Johnson & Johnson is likely facing many lawsuits as a result of defective hip-replacement devices that the drugmaker stopped selling last month after defect reports surfaced.
Officials of J&J and it’s subsidiary DePuy Orthopaedics said they recalled the devices, known as the ASR XL Acetabular and the ASR Hip Resurfacing systems, after researchers found many patients needed “revision surgery” after five years because of design defects.
The resurfacing system substitutes a metal device for the ball of a human hip while the Acetabular version helps address pelvic problems.
Researchers in the U.K. found recently that after five years, a significant percent of patients with complete hip replacements and resurfacing devices needed a second operation, known as a revision, J&J officials said in a statement announcing the recall.
The lawsuits will likley allege that the body rejected the hip replacement because of a design flaw that allows metal to grind on metal within the mechanism. The toxic metal particles that were generated by the defective hip implant arguably cause the body to reject the hip implant, and not allow it to grow properly into the bone.

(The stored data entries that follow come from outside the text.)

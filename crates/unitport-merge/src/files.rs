//! File-level merge
//!
//! Blocks with the same `(type, name)` are merged and spliced over the existing
//! block's lines. Incoming-only blocks are appended, existing-only blocks are
//! left untouched.

use crate::engine::{MergeEngine, MergeReport};
use crate::error::MergeError;
use crate::strategy::MergeStrategy;
use serde::{Deserialize, Serialize};
use std::collections::HashMap;
use unitport_block::{Block, BlockParser};

/// Result of merging two definition files
#[derive(Debug, Clone, PartialEq, Eq, Serialize, Deserialize)]
pub struct FileMerge {
    /// Merged file text
    pub text: String,

    /// One report per merged block
    pub merged: Vec<MergeReport>,

    /// Names of incoming blocks appended to the file
    pub appended: Vec<String>,

    /// Incoming blocks not merged because the existing block is unclosed
    pub skipped: Vec<String>,
}

impl MergeEngine {
    /// Merge `incoming_text` into `existing_text`
    ///
    /// # Errors
    /// Returns [`MergeError::NoBlocks`] when the incoming text holds no blocks.
    pub fn merge_files(
        &self,
        parser: &BlockParser,
        existing_text: &str,
        incoming_text: &str,
        strategy: MergeStrategy,
    ) -> Result<FileMerge, MergeError> {
        let incoming = parser.parse(incoming_text);
        if incoming.blocks.is_empty() {
            return Err(MergeError::NoBlocks("incoming"));
        }
        let existing = parser.parse(existing_text);

        let by_identity: HashMap<(&str, &str), &Block> =
            existing.blocks.iter().map(|b| (b.identity(), b)).collect();

        let mut replacements: Vec<(usize, usize, String)> = Vec::new();
        let mut result = FileMerge {
            text: String::new(),
            merged: Vec::new(),
            appended: Vec::new(),
            skipped: Vec::new(),
        };
        let mut appended_text = String::new();

        for block in &incoming.blocks {
            match by_identity.get(&block.identity()) {
                Some(target) if target.closed => {
                    let merged = self.merge(target, block, strategy);
                    replacements.push((target.start_line, target.end_line, merged.text));
                    result.merged.push(merged.report);
                }
                Some(target) => {
                    tracing::warn!(block = %target, "existing block is unclosed, not merging");
                    result.skipped.push(block.name.clone());
                }
                None => {
                    appended_text.push_str(&block.source_text());
                    result.appended.push(block.name.clone());
                }
            }
        }
        replacements.sort_by_key(|(start, _, _)| *start);

        let newline = if existing_text.contains("\r\n") { "\r\n" } else { "\n" };
        let mut out = String::with_capacity(existing_text.len() + appended_text.len());
        let mut pending = replacements.iter().peekable();
        let mut skip_until = 0usize;

        for (idx, line) in existing_text.lines().enumerate() {
            let number = idx + 1;
            if number <= skip_until {
                continue;
            }
            if let Some((start, end, text)) = pending.peek() {
                if *start == number {
                    push_lines(&mut out, text, newline);
                    skip_until = *end;
                    pending.next();
                    continue;
                }
            }
            out.push_str(line);
            out.push_str(newline);
        }

        if !appended_text.is_empty() {
            if !out.is_empty() && !out.ends_with(&format!("{newline}{newline}")) {
                out.push_str(newline);
            }
            push_lines(&mut out, &appended_text, newline);
        }

        tracing::debug!(
            merged = result.merged.len(),
            appended = result.appended.len(),
            skipped = result.skipped.len(),
            "file merged"
        );
        result.text = out;
        Ok(result)
    }
}

fn push_lines(out: &mut String, text: &str, newline: &str) {
    for line in text.lines() {
        out.push_str(line);
        out.push_str(newline);
    }
}

#[cfg(test)]
mod tests {
    use super::*;
    use pretty_assertions::assert_eq;

    const EXISTING: &str = "\
; Weapons
Weapon GunA
  Damage = 10
End

Weapon GunB
  Damage = 5
End
";

    #[test]
    fn splices_merged_blocks_and_appends_new_ones() {
        let incoming = "Weapon GunB\n  Damage = 7\nEnd\nWeapon GunC\n  Damage = 1\nEnd\n";
        let result = MergeEngine::default()
            .merge_files(&BlockParser::default(), EXISTING, incoming, MergeStrategy::Smart)
            .unwrap();

        assert_eq!(
            result.text,
            "; Weapons\nWeapon GunA\n  Damage = 10\nEnd\n\nWeapon GunB\n  Damage = 7 ; merged: modified (source)\nEnd\n\nWeapon GunC\n  Damage = 1\nEnd\n"
        );
        assert_eq!(result.merged.len(), 1);
        assert_eq!(result.appended, vec!["GunC".to_string()]);
    }

    #[test]
    fn identical_file_is_unchanged() {
        let result = MergeEngine::default()
            .merge_files(&BlockParser::default(), EXISTING, EXISTING, MergeStrategy::TargetWins)
            .unwrap();
        assert_eq!(result.text, EXISTING);
        assert!(result.appended.is_empty());
    }

    #[test]
    fn incoming_without_blocks_is_an_error() {
        let err = MergeEngine::default()
            .merge_files(&BlockParser::default(), EXISTING, "; nothing\n", MergeStrategy::Smart)
            .unwrap_err();
        assert!(matches!(err, MergeError::NoBlocks("incoming")));
    }

    #[test]
    fn preserves_crlf() {
        let existing = "Weapon GunA\r\n  Damage = 10\r\nEnd\r\n";
        let incoming = "Weapon GunA\n  Damage = 12\nEnd\n";
        let result = MergeEngine::default()
            .merge_files(&BlockParser::default(), existing, incoming, MergeStrategy::Smart)
            .unwrap();
        assert_eq!(result.text, "Weapon GunA\r\n  Damage = 12 ; merged: modified (source)\r\nEnd\r\n");
    }
}
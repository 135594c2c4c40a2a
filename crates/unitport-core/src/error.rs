//! Error types for Unitport Core
//!
//! [`MigrationError`] aggregates the errors of every stage so callers of the
//! migrator handle one type.

use std::path::PathBuf;
use unitport_block::BlockError;
use unitport_conflict::ConflictError;
use unitport_graph::SourceError;
use unitport_merge::MergeError;
use unitport_transfer::{JournalError, RollbackError, StateError, TransferError};

/// Configuration loading and validation errors
#[derive(Debug, thiserror::Error)]
pub enum ConfigError {
    /// Config file could not be read
    #[error("cannot read config {path}: {source}")]
    Io {
        path: PathBuf,
        #[source]
        source: std::io::Error,
    },

    /// Config file is not valid for the schema
    #[error("invalid config {path}: {source}")]
    Parse {
        path: PathBuf,
        #[source]
        source: toml::de::Error,
    },

    /// A setting is out of range
    #[error("invalid configuration: {0}")]
    Invalid(String),

    /// Parser vocabulary is unusable
    #[error("invalid parser vocabulary: {0}")]
    Vocabulary(#[from] BlockError),
}

impl ConfigError {
    /// Create IO error for path
    pub fn io_error(path: impl Into<PathBuf>, source: std::io::Error) -> Self {
        Self::Io {
            path: path.into(),
            source,
        }
    }
}

/// Main migration error type
#[derive(Debug, thiserror::Error)]
pub enum MigrationError {
    /// Configuration error
    #[error("configuration error: {0}")]
    Config(#[from] ConfigError),

    /// Source installation could not be indexed or read
    #[error("source error: {0}")]
    Source(#[from] SourceError),

    /// The root unit is not defined in the source
    #[error("unit not found in source: {0}")]
    UnitNotFound(String),

    /// Target scan failed or a decision was invalid
    #[error("conflict error: {0}")]
    Conflict(#[from] ConflictError),

    /// File merge failed
    #[error("merge of {path} failed: {source}")]
    Merge {
        path: String,
        #[source]
        source: MergeError,
    },

    /// IO error while planning
    #[error("io error at {path}: {source}")]
    Io {
        path: PathBuf,
        #[source]
        source: std::io::Error,
    },

    /// Transfer failed; applied operations were undone
    #[error("{0}")]
    Transfer(#[from] TransferError),

    /// Journal access failed
    #[error("journal error: {0}")]
    Journal(#[from] JournalError),

    /// Rollback failed or was rejected
    #[error("rollback error: {0}")]
    Rollback(#[from] RollbackError),

    /// Illegal state transition
    #[error("state error: {0}")]
    State(#[from] StateError),
}

impl MigrationError {
    /// Create IO error for path
    pub fn io_error(path: impl Into<PathBuf>, source: std::io::Error) -> Self {
        Self::Io {
            path: path.into(),
            source,
        }
    }

    /// Check if the destination was left untouched or fully restored
    #[must_use]
    pub fn destination_intact(&self) -> bool {
        match self {
            Self::Transfer(e) => e.is_clean_failure(),
            Self::Rollback(RollbackError::Incomplete { .. }) => false,
            _ => true,
        }
    }

    /// Check if the error is the caller's to fix (config or decisions)
    #[must_use]
    pub fn is_user_error(&self) -> bool {
        match self {
            Self::Config(_) | Self::UnitNotFound(_) => true,
            Self::Conflict(e) => e.is_decision_error(),
            Self::Rollback(e) => e.is_no_op(),
            _ => false,
        }
    }
}

#[cfg(test)]
mod tests {
    use super::*;

    #[test]
    fn transfer_failures_report_whether_destination_is_intact() {
        let clean = MigrationError::from(TransferError::Failed {
            unit: "Tank".to_string(),
            relative_path: "a.ini".to_string(),
            reason: "boom".to_string(),
            undone: 1,
            undo_errors: Vec::new(),
        });
        assert!(clean.destination_intact());

        let dirty = MigrationError::from(TransferError::Failed {
            unit: "Tank".to_string(),
            relative_path: "a.ini".to_string(),
            reason: "boom".to_string(),
            undone: 0,
            undo_errors: vec!["cannot restore".to_string()],
        });
        assert!(!dirty.destination_intact());
    }

    #[test]
    fn decision_errors_are_user_errors() {
        let err = MigrationError::from(ConflictError::InvalidDecision {
            key: "name:Tank".to_string(),
            action: "merge".to_string(),
        });
        assert!(err.is_user_error());
        assert!(!MigrationError::from(ConflictError::Task("join".to_string())).is_user_error());
    }
}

The lawsuits allege officials of J&J’s DePuy unit knew for years many of the 93,000 patients with ASR hip implants required corrective surgeries due to the mechanisms’ defects .It is alleged that J&J and DePuy have known for more than two years that the ASR Hip Implant Devices were failing early and causing harm in a high number of patients , and yet allowed them to continue to be implanted in patiants anyway.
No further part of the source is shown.